Lipectomie cérébrale
aliceindiscoland
Georges se versa un autre verre de bourbon, et en but une petite gorgée. Les flammes de la cheminée crépitaient devant ses yeux, et il se sentit bien assez vite emporté par leur danse fatale. Il se sentait engourdi, nonchalant, et pourtant ses pensées collapsaient dans sa tête lui causant un vertige des plus impitoyables. Il repassait sa vie devant lui, comme spectateur plus que protagoniste. Il se voyait, jeune adolescent orgueilleux, voulant faire partie du monde. Rêvant de s'offrir les plus belles femmes, et de posséder les plus grandes sommes…
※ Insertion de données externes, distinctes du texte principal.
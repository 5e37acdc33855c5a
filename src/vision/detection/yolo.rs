// Copyright (c) 2025 Fabstir
// SPDX-License-Identifier: BUSL-1.1
//! YOLOv5 detector backed by ONNX Runtime
//!
//! Expects an ultralytics YOLOv5 ONNX export: one `[1, 3, S, S]` input and
//! one `[1, N, 5 + C]` output of `(cx, cy, w, h, objectness, class scores)`.

use std::fmt;
use std::path::{Path, PathBuf};
use std::sync::{Arc, Mutex};

use anyhow::{Context, Result};
use ort::execution_providers::CPUExecutionProvider;
use ort::session::builder::GraphOptimizationLevel;
use ort::session::Session;
use ort::value::Value;
use tracing::{debug, info};

use super::postprocessing::{decode_predictions, non_maximum_suppression, restore_coordinates};
use super::preprocessing::{preprocess_for_detection, DEFAULT_INPUT_SIZE};
use super::{ClassCatalog, DetectionError, Detector, DetectorOutput};
use crate::vision::image_utils::PixelBuffer;

/// Settings fixed when the model is loaded
#[derive(Debug, Clone)]
pub struct YoloConfig {
    /// Path to the ONNX model file
    pub model_path: PathBuf,
    /// Minimum score for a detection to be reported
    pub confidence_threshold: f32,
    /// IoU above which same-class boxes are merged
    pub iou_threshold: f32,
    /// Upper bound on detections per image
    pub max_detections: usize,
    /// Square input size the model was exported with
    pub input_size: u32,
    /// Optional class names file, one per line
    pub class_names_path: Option<PathBuf>,
}

impl Default for YoloConfig {
    fn default() -> Self {
        Self {
            model_path: PathBuf::from("./models/best.onnx"),
            confidence_threshold: 0.25,
            iou_threshold: 0.45,
            max_detections: 1000,
            input_size: DEFAULT_INPUT_SIZE,
            class_names_path: None,
        }
    }
}

/// YOLOv5 object detector
///
/// Runs on CPU. The ONNX session needs exclusive access per run, so
/// concurrent requests queue on the session mutex.
pub struct YoloDetector {
    /// ONNX Runtime session (one inference in flight at a time)
    session: Mutex<Session>,
    /// Model input name
    input_name: String,
    catalog: Arc<ClassCatalog>,
    confidence_threshold: f32,
    iou_threshold: f32,
    max_detections: usize,
    input_size: u32,
}

impl fmt::Debug for YoloDetector {
    fn fmt(&self, f: &mut fmt::Formatter<'_>) -> fmt::Result {
        f.debug_struct("YoloDetector")
            .field("input_name", &self.input_name)
            .field("classes", &self.catalog.len())
            .field("confidence_threshold", &self.confidence_threshold)
            .field("iou_threshold", &self.iou_threshold)
            .field("input_size", &self.input_size)
            .finish_non_exhaustive()
    }
}

impl YoloDetector {
    /// Load the detection model from disk
    ///
    /// # Errors
    /// Returns error if:
    /// - Model file not found
    /// - ONNX Runtime initialization fails
    /// - No class names are available (neither a names file nor model metadata)
    pub async fn new(config: YoloConfig) -> Result<Self> {
        let model_path = config.model_path.as_path();

        if !model_path.exists() {
            anyhow::bail!("Detection model not found: {}", model_path.display());
        }

        info!("Loading detection model from {}", model_path.display());

        let session = Session::builder()
            .context("Failed to create session builder")?
            .with_execution_providers([CPUExecutionProvider::default().build()])
            .context("Failed to set CPU execution provider")?
            .with_optimization_level(GraphOptimizationLevel::Level3)
            .context("Failed to set optimization level")?
            .with_intra_threads(4)
            .context("Failed to set intra threads")?
            .commit_from_file(model_path)
            .context(format!(
                "Failed to load detection model from {}",
                model_path.display()
            ))?;

        let input_name = session
            .inputs
            .first()
            .map(|input| input.name.clone())
            .unwrap_or_else(|| "images".to_string());

        let catalog = match config.class_names_path.as_deref() {
            Some(path) => load_names_file(path)?,
            None => {
                let raw = session
                    .metadata()
                    .ok()
                    .and_then(|metadata| metadata.custom("names").ok().flatten())
                    .context(
                        "Model has no class names metadata; set CLASS_NAMES_PATH to a names file",
                    )?;
                ClassCatalog::from_metadata(&raw)
                    .context(format!("Unrecognized class names metadata: {}", raw))?
            }
        };

        debug!(
            "Detection model loaded - input: {}, classes: {}",
            input_name,
            catalog.len()
        );

        info!(
            "✅ Detection model loaded ({} classes, confidence >= {:.2})",
            catalog.len(),
            config.confidence_threshold
        );

        Ok(Self {
            session: Mutex::new(session),
            input_name,
            catalog: Arc::new(catalog),
            confidence_threshold: config.confidence_threshold.clamp(0.0, 1.0),
            iou_threshold: config.iou_threshold.clamp(0.0, 1.0),
            max_detections: config.max_detections.max(1),
            input_size: config.input_size,
        })
    }
}

fn load_names_file(path: &Path) -> Result<ClassCatalog> {
    let catalog = ClassCatalog::from_file(path)
        .context(format!("Failed to read class names from {}", path.display()))?;
    if catalog.is_empty() {
        anyhow::bail!("Class names file {} is empty", path.display());
    }
    Ok(catalog)
}

impl Detector for YoloDetector {
    fn infer(&self, image: &PixelBuffer) -> Result<DetectorOutput, DetectionError> {
        let (input, letterbox) = preprocess_for_detection(image.as_rgb(), self.input_size);

        let input_value =
            Value::from_array(input).map_err(|e| DetectionError::Inference(e.to_string()))?;

        let mut session = self
            .session
            .lock()
            .map_err(|_| DetectionError::Inference("model session lock poisoned".to_string()))?;

        let outputs = session
            .run(ort::inputs![&self.input_name => input_value])
            .map_err(|e| DetectionError::Inference(e.to_string()))?;

        let output_tensor = outputs[0]
            .try_extract_array::<f32>()
            .map_err(|e| DetectionError::Inference(e.to_string()))?;

        debug!("Detection output shape: {:?}", output_tensor.shape());

        let candidates = decode_predictions(output_tensor.view(), self.confidence_threshold)?;
        let mut detections =
            non_maximum_suppression(candidates, self.iou_threshold, self.max_detections);
        restore_coordinates(&mut detections, &letterbox);

        Ok(DetectorOutput {
            detections,
            catalog: self.catalog.clone(),
        })
    }

    fn name(&self) -> &str {
        "yolov5"
    }
}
Il y était parvenu. finalement. Après des années puis d'autres années encore de travail épuisant, sans compter les énormes risques qu'il avait dû prendre. Le travail à lui seul ne distingua jamais personne, le secret était d'oser… Et il avait osé lui. Il avait osé investir son héritage dans une université prestigieuse, abandonnant sur son sillage une mère agonisante. Il avait osé venir à Paris sans le sou pour tout y commencer. Il avait osé épouser Rose et promettre de faire d'elle la plus belle œuvre qu'un chirurgien pourrait créer… oui, tout cela paraissait bien loin. Et il se demanda à quoi avait-ce bien pu servir en fin de compte, puisqu'il s'en irait tout bonnement de cette vie, comme s'il n'avait jamais existé…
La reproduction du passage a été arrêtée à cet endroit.